What should the upcoming budget do for workers?

The NTUC recently submitted its list of recommendations for the Government’s considerations for Budget 2015 which will be announced on 23 February 2015. In a nutshell, the recommendations can be summed up into four groups:

  1. Enhancing Productivity
  2. Assisting Specific Groups of Workers
  3. Skills Upgrading
  4. Helping Families

Enhancing Productivity

  • First-Mover Advantage in the form of incentives for companies who pilot emerging technologies and business concepts.
  • Consultancy Support for companies in terms of job redesign, skills structure and competency building.
  • Shared Services for Small and Medium Enterprises (SMEs) to decrease fixed overheads.


Assisting Specific Group of Workers


  • Encouraging Employment of Older Workers through enhancing the Special Employment Credit for workers above 65, incentives for job redesign and incentives for workplace health initiatives targeted at older workers.
  • Enhancements to Workfare Income Supplement (WIS) to be based upon basic wages instead of gross wages; adjusting average monthly wage for workers to receive the maximum WIS payout to $1,200.


Skills Upgrading

  • Expediting Continuing Education and Training (CET) 2020 Masterplan development process in light of negative productivity gain and ensure that there would be more upgrading pathways for workers to acquire higher skills and qualifications.


  • Professional Conversion Programmes: enhanced incentives and funding support could be given to encourage more workers to take on programmes.
  • Enhanced Funding for skills upgrading to attract and retain local talent to help employers better invest in their staff and reduce reliance on foreign manpower; provide additional funding to incentivise and encourage employers to actively identify and sponsor employees for higher skills upgrading to undertake higher job roles.
  • Greater funding flexibility for in-house training programmes as companies undergo restructuring and more value-added jobs are created.
  • Enhanced funding for PME-related Programmes: Through support for PMEs for non-WSQ industry recognised programmes/in-house training, as well as programmes to support PMEs in gaining international work exposure; Current percentage/training hour claims cap for funding programmes should be increased to encourage employers to support CET programmes for PMEs.


Helping Families

  • Sandwiched class: provide a Personal Income Tax Rebate to this group, as such as rebate will mean some extra cash flow for them and their families; Government should also review the qualifying income ceiling to relief more working families of increasing financial burdens.
  • Caring for the elderly: Provide more incentives to companies to speed up and widen adoption by companies to provide paid eldercare leave.

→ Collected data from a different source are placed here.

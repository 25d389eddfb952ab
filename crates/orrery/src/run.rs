use std::fs;
use std::path::{Path, PathBuf};

use anyhow::{bail, Context, Result};
use orrery_config::OrreryConfig;
use renderer::{CelestialBody, RendererConfig, ShaderSources, TextureManifest};
use tracing_subscriber::EnvFilter;

use crate::cli::RunArgs;
use crate::paths::AppPaths;

pub(crate) const BUILTIN_VERTEX: &str = include_str!("../shaders/quad.vert");
pub(crate) const BUILTIN_FRAGMENT: &str = include_str!("../shaders/solar.frag");

/// Everything a run needs after merging flags over the config file.
#[derive(Debug)]
pub struct Settings {
    pub config_file: PathBuf,
    pub config_found: bool,
    pub renderer: RendererConfig,
    pub vertex_origin: String,
    pub fragment_origin: String,
}

pub fn run(args: &RunArgs) -> Result<()> {
    let paths = AppPaths::discover()?;
    let settings = resolve(args, &paths)?;
    tracing::info!(
        config = %settings.config_file.display(),
        vertex = %settings.vertex_origin,
        fragment = %settings.fragment_origin,
        "starting orrery"
    );
    renderer::run_window(settings.renderer)
}

pub fn initialise_tracing() {
    let filter = EnvFilter::try_from_default_env().unwrap_or_else(|_| EnvFilter::new("info"));
    tracing_subscriber::fmt()
        .with_env_filter(filter)
        .with_target(false)
        .init();
}

pub fn resolve(args: &RunArgs, paths: &AppPaths) -> Result<Settings> {
    let (config_file, config_found, config) = load_config(args, paths)?;

    let vertex_path = args.vertex.clone().or(config.shaders.vertex.clone());
    let fragment_path = args.fragment.clone().or(config.shaders.fragment.clone());
    let (vertex, vertex_origin) = shader_text(vertex_path.as_deref(), BUILTIN_VERTEX)?;
    let (fragment, fragment_origin) = shader_text(fragment_path.as_deref(), BUILTIN_FRAGMENT)?;

    let mut textures = TextureManifest::conventional();
    for (name, source) in &config.textures.overrides {
        let Some(body) = CelestialBody::from_name(name) else {
            bail!("textures.overrides names unknown body '{name}'");
        };
        textures.set(body, source.as_str());
    }

    let mut renderer = RendererConfig::new(ShaderSources::new(vertex, fragment));
    renderer.surface_size = match args.size {
        Some(size) => (size.width, size.height),
        None => (config.window.width, config.window.height),
    };
    renderer.title = config.window.title.clone();
    renderer.texture_root = args
        .textures
        .clone()
        .or(config.textures.root.clone())
        .unwrap_or_else(|| PathBuf::from("."));
    renderer.textures = textures;
    renderer.zoom_sensitivity = args
        .zoom_sensitivity
        .unwrap_or(config.input.zoom_sensitivity);
    if !renderer.zoom_sensitivity.is_finite() || renderer.zoom_sensitivity <= 0.0 {
        bail!("zoom sensitivity must be > 0");
    }
    renderer.fps_in_title = config.diagnostics.fps_in_title && !args.no_fps_title;

    tracing::debug!(
        config = %config_file.display(),
        found = config_found,
        textures = %renderer.texture_root.display(),
        "resolved orrery settings"
    );

    Ok(Settings {
        config_file,
        config_found,
        renderer,
        vertex_origin,
        fragment_origin,
    })
}

fn load_config(args: &RunArgs, paths: &AppPaths) -> Result<(PathBuf, bool, OrreryConfig)> {
    match &args.config {
        Some(path) => {
            if !path.is_file() {
                bail!("config file {} does not exist", path.display());
            }
            let config = OrreryConfig::load_or_default(path)
                .with_context(|| format!("failed to load {}", path.display()))?;
            Ok((path.clone(), true, config))
        }
        None => {
            let path = paths.config_file();
            let found = path.is_file();
            let config = OrreryConfig::load_or_default(&path)
                .with_context(|| format!("failed to load {}", path.display()))?;
            Ok((path, found, config))
        }
    }
}

fn shader_text(path: Option<&Path>, builtin: &str) -> Result<(String, String)> {
    match path {
        Some(path) => {
            let text = fs::read_to_string(path)
                .with_context(|| format!("failed to read shader {}", path.display()))?;
            Ok((text, path.display().to_string()))
        }
        None => Ok((builtin.to_string(), "built-in".to_string())),
    }
}

#[cfg(test)]
mod tests {
    use super::*;
    use crate::cli::SurfaceSize;
    use tempfile::TempDir;

    fn write_config(dir: &Path, contents: &str) -> PathBuf {
        let path = dir.join("orrery.toml");
        fs::write(&path, contents).unwrap();
        path
    }

    fn resolve_with(config: Option<PathBuf>, args: RunArgs) -> Result<Settings> {
        let dir = TempDir::new().unwrap();
        let paths = AppPaths::from_config_dir(dir.path().to_path_buf());
        resolve(&RunArgs { config, ..args }, &paths)
    }

    #[test]
    fn defaults_use_builtin_shaders() {
        let settings = resolve_with(None, RunArgs::default()).unwrap();
        assert!(!settings.config_found);
        assert_eq!(settings.vertex_origin, "built-in");
        assert!(settings.renderer.shaders.fragment.contains("u_texture_earth"));
        assert_eq!(settings.renderer.surface_size, (1280, 720));
        assert!(settings.renderer.fps_in_title);
    }

    #[test]
    fn flags_override_the_file() {
        let dir = TempDir::new().unwrap();
        let fragment = dir.path().join("flat.frag");
        fs::write(&fragment, "void main() {}").unwrap();
        let config = write_config(
            dir.path(),
            "[window]\nwidth = 800\nheight = 600\n[input]\nzoom_sensitivity = 0.01\n\
             [textures.overrides]\nearth = \"night.png\"\n",
        );

        let args = RunArgs {
            fragment: Some(fragment.clone()),
            size: Some(SurfaceSize {
                width: 320,
                height: 240,
            }),
            no_fps_title: true,
            ..RunArgs::default()
        };
        let settings = resolve_with(Some(config), args).unwrap();

        assert!(settings.config_found);
        assert_eq!(settings.renderer.surface_size, (320, 240));
        assert_eq!(settings.renderer.zoom_sensitivity, 0.01);
        assert_eq!(settings.renderer.shaders.fragment, "void main() {}");
        assert_eq!(settings.fragment_origin, fragment.display().to_string());
        assert_eq!(
            settings.renderer.textures.source(CelestialBody::Earth),
            "night.png"
        );
        assert_eq!(
            settings.renderer.textures.source(CelestialBody::Mars),
            "textures/mars_texture.jpg"
        );
        assert!(!settings.renderer.fps_in_title);
    }

    #[test]
    fn unknown_override_body_is_rejected() {
        let dir = TempDir::new().unwrap();
        let config = write_config(dir.path(), "[textures.overrides]\npluto = \"pluto.png\"\n");
        let err = resolve_with(Some(config), RunArgs::default()).unwrap_err();
        assert!(err.to_string().contains("pluto"));
    }

    #[test]
    fn missing_explicit_config_is_an_error() {
        let dir = TempDir::new().unwrap();
        let missing = dir.path().join("nope.toml");
        assert!(resolve_with(Some(missing), RunArgs::default()).is_err());
    }
}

  • Supporting mothers: flexibility in the provision of common lactation rooms in office building; same maternity and childcare benefits for single mothers and married mothers; more support for Stay At Home Mothers (SAHM) or Work At Home Mothers (WAHM) to save up for family contingency; lowering of qualifying age from 35 to 30 years old (median age of first time mothers), to enable WAHM to tap into the scheme and also encourage more SAHM to take on freelance or self-employment opportunities.